ORMNet: Object-centric Relationship Modeling for Egocentric Hand-object Segmentation
- URL: http://arxiv.org/abs/2407.05576v1
- Date: Mon, 8 Jul 2024 03:17:10 GMT
- Title: ORMNet: Object-centric Relationship Modeling for Egocentric Hand-object Segmentation
- Authors: Yuejiao Su, Yi Wang, Lap-Pui Chau,
- Abstract summary: Egocentric hand-object segmentation (EgoHOS) is a brand-new task aiming at segmenting the hands and interacting objects in the egocentric image.
This paper proposes a novel end-to-end Object-centric Relationship Modeling Network (ORMNet) for EgoHOS.
- Score: 14.765419467710812
- License: http://arxiv.org/licenses/nonexclusive-distrib/1.0/
- Abstract: Egocentric hand-object segmentation (EgoHOS) is a brand-new task aiming at segmenting the hands and interacting objects in the egocentric image.
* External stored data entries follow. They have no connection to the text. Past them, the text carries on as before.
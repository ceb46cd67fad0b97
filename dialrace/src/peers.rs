//! Cache-peer configuration records and the peer registry.
//!
//! A [`CachePeer`] describes one configured next-hop proxy; the
//! [`PeerRegistry`] owns all of them and hands out stable [`PeerId`]s.
//! Path-tracking code only ever carries the id — anything that needs the
//! configuration resolves it through [`PeerRegistry::get`], which answers
//! `None` for ids that no longer resolve instead of dangling.

use std::time::{Duration, Instant};

use serde::{Deserialize, Serialize};

use crate::carp::CarpState;

/// Stable identity of a configured cache peer within one registry.
#[derive(
    Debug, Clone, Copy, PartialEq, Eq, Hash, PartialOrd, Ord, derive_more::Display,
)]
#[display("peer{_0}")]
pub struct PeerId(u64);

impl PeerId {
    pub(crate) fn from_raw(raw: u64) -> Self {
        Self(raw)
    }
}

/// The relationship we have with a peer.
#[derive(Debug, Clone, Copy, Default, PartialEq, Eq, Serialize, Deserialize)]
#[serde(rename_all = "lowercase")]
pub enum PeerKind {
    /// A parent we may forward misses through.
    #[default]
    Parent,
    /// A sibling we may only fetch hits from.
    Sibling,
    /// A multicast group member.
    Multicast,
}

/// Which parts of a request URL feed the CARP hash for a peer.
///
/// With no key configured the whole URL string is hashed.
#[derive(Debug, Clone, Copy, Default, PartialEq, Eq, Serialize, Deserialize)]
#[serde(default)]
pub struct CarpKey {
    /// Include the URL scheme.
    pub scheme: bool,
    /// Include the host name.
    pub host: bool,
    /// Include the port.
    pub port: bool,
    /// Include the path.
    pub path: bool,
    /// Include the query string.
    pub params: bool,
}

/// Runtime bookkeeping for one peer. Not part of the configuration.
#[derive(Debug, Clone, Copy, Default)]
pub struct PeerStats {
    /// Consecutive failed connect attempts since the last success.
    pub connect_failures: u32,
    /// When the most recent connect failure happened.
    pub last_connect_failure: Option<Instant>,
    /// Currently open connections through this peer.
    pub conn_open: u32,
}

/// Configuration of one cache peer.
#[derive(Debug, Clone, Serialize, Deserialize)]
pub struct CachePeer {
    /// Unique peer name used for logging and CARP hashing.
    pub name: String,
    /// Host to resolve when dialing this peer.
    pub host: String,
    /// HTTP port on the peer.
    pub http_port: u16,
    /// Parent, sibling or multicast member.
    #[serde(default)]
    pub kind: PeerKind,
    /// Relative request share for load-balanced selection.
    #[serde(default = "default_weight")]
    pub weight: u32,
    /// Per-peer connect timeout override.
    #[serde(default, with = "humantime_serde")]
    pub connect_timeout: Option<Duration>,
    /// Consecutive connect failures before the peer counts as dead.
    #[serde(default = "default_connect_fail_limit")]
    pub connect_fail_limit: u32,
    /// Upper bound on simultaneously open connections, if any.
    #[serde(default)]
    pub max_conn: Option<u32>,
    /// Standby connection pool size, if the peer keeps warm spares.
    #[serde(default)]
    pub standby_limit: Option<u32>,
    /// Whether this peer participates in CARP parent selection.
    #[serde(default)]
    pub carp: bool,
    /// URL components hashed for CARP; `None` hashes the whole URL.
    #[serde(default)]
    pub carp_key: Option<CarpKey>,
    /// Runtime state, never serialized.
    #[serde(skip)]
    pub stats: PeerStats,
    #[serde(skip)]
    pub(crate) carp_state: CarpState,
}

fn default_weight() -> u32 {
    1
}

fn default_connect_fail_limit() -> u32 {
    10
}

impl CachePeer {
    /// A parent peer with default tunables.
    pub fn parent(name: impl Into<String>, host: impl Into<String>, http_port: u16) -> Self {
        Self {
            name: name.into(),
            host: host.into(),
            http_port,
            kind: PeerKind::Parent,
            weight: default_weight(),
            connect_timeout: None,
            connect_fail_limit: default_connect_fail_limit(),
            max_conn: None,
            standby_limit: None,
            carp: false,
            carp_key: None,
            stats: PeerStats::default(),
            carp_state: CarpState::default(),
        }
    }

    /// Whether the peer is believed reachable. A peer goes dead after
    /// `connect_fail_limit` consecutive connect failures and revives on the
    /// next success.
    pub fn is_alive(&self) -> bool {
        self.stats.connect_failures < self.connect_fail_limit
    }

    /// Whether another connection may be opened under `max_conn`.
    pub fn can_open_more(&self) -> bool {
        self.max_conn
            .is_none_or(|limit| self.stats.conn_open < limit)
    }

    /// Records an established connection to this peer.
    pub fn note_connect_success(&mut self) {
        self.stats.connect_failures = 0;
        self.stats.conn_open += 1;
    }

    /// Records a failed connect attempt.
    pub fn note_connect_failure(&mut self) {
        self.stats.connect_failures = self.stats.connect_failures.saturating_add(1);
        self.stats.last_connect_failure = Some(Instant::now());
    }

    /// Records a connection through this peer going away.
    pub fn note_closed(&mut self) {
        self.stats.conn_open = self.stats.conn_open.saturating_sub(1);
    }

    /// The connect timeout to use for this peer.
    pub fn connect_timeout_or(&self, default: Duration) -> Duration {
        self.connect_timeout.unwrap_or(default)
    }
}

/// All configured cache peers, keyed by [`PeerId`].
///
/// Ids are handed out monotonically and never reused, so a stale id held by
/// long-lived path state resolves to `None` rather than to the wrong peer.
#[derive(Debug, Default)]
pub struct PeerRegistry {
    peers: Vec<(PeerId, CachePeer)>,
    next_id: u64,
}

impl PeerRegistry {
    /// An empty registry.
    pub fn new() -> Self {
        Self::default()
    }

    /// Registers a peer and returns its id.
    pub fn add(&mut self, peer: CachePeer) -> PeerId {
        let id = PeerId(self.next_id);
        self.next_id += 1;
        self.peers.push((id, peer));
        id
    }

    /// Resolves an id; `None` if it was never handed out by this registry.
    pub fn get(&self, id: PeerId) -> Option<&CachePeer> {
        self.peers
            .binary_search_by_key(&id, |(id, _)| *id)
            .ok()
            .map(|idx| &self.peers[idx].1)
    }

    /// Mutable variant of [`get`](Self::get).
    pub fn get_mut(&mut self, id: PeerId) -> Option<&mut CachePeer> {
        self.peers
            .binary_search_by_key(&id, |(id, _)| *id)
            .ok()
            .map(|idx| &mut self.peers[idx].1)
    }

    /// Looks a peer up by its configured name.
    pub fn find_by_name(&self, name: &str) -> Option<PeerId> {
        self.peers
            .iter()
            .find(|(_, peer)| peer.name == name)
            .map(|(id, _)| *id)
    }

    /// All peers in registration order.
    pub fn iter(&self) -> impl Iterator<Item = (PeerId, &CachePeer)> {
        self.peers.iter().map(|(id, peer)| (*id, peer))
    }

    /// Number of registered peers.
    pub fn len(&self) -> usize {
        self.peers.len()
    }

    /// Whether no peer is registered.
    pub fn is_empty(&self) -> bool {
        self.peers.is_empty()
    }
}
Although significant advancements have been achieved by current methods, establishing an end-to-end model with high accuracy remains an unresolved challenge. Moreover, existing methods lack explicit modeling of the relationships between hands and objects as well as objects and objects, thereby disregarding critical information on hand-object interaction and introducing confusion into algorithms, ultimately leading to a reduction in segmentation performance. To address the limitations of existing methods, this paper proposes a novel end-to-end Object-centric Relationship Modeling Network (ORMNet) for EgoHOS. Specifically, based on a single-encoder and multi-decoder framework, we design the Hand-Object Relation (HOR) module to leverage hand-guided attention to capture the correlation between hands and objects and facilitate their representations. Moreover, based on the observed interrelationships between diverse categories of objects, we introduce the Object Relation Decoupling (ORD) strategy. This strategy allows the decoupling of the two-hand object during training, thereby alleviating the ambiguity of the network. Experimental results on three datasets show that the proposed ORMNet has notably exceptional segmentation performance with robust generalization capabilities.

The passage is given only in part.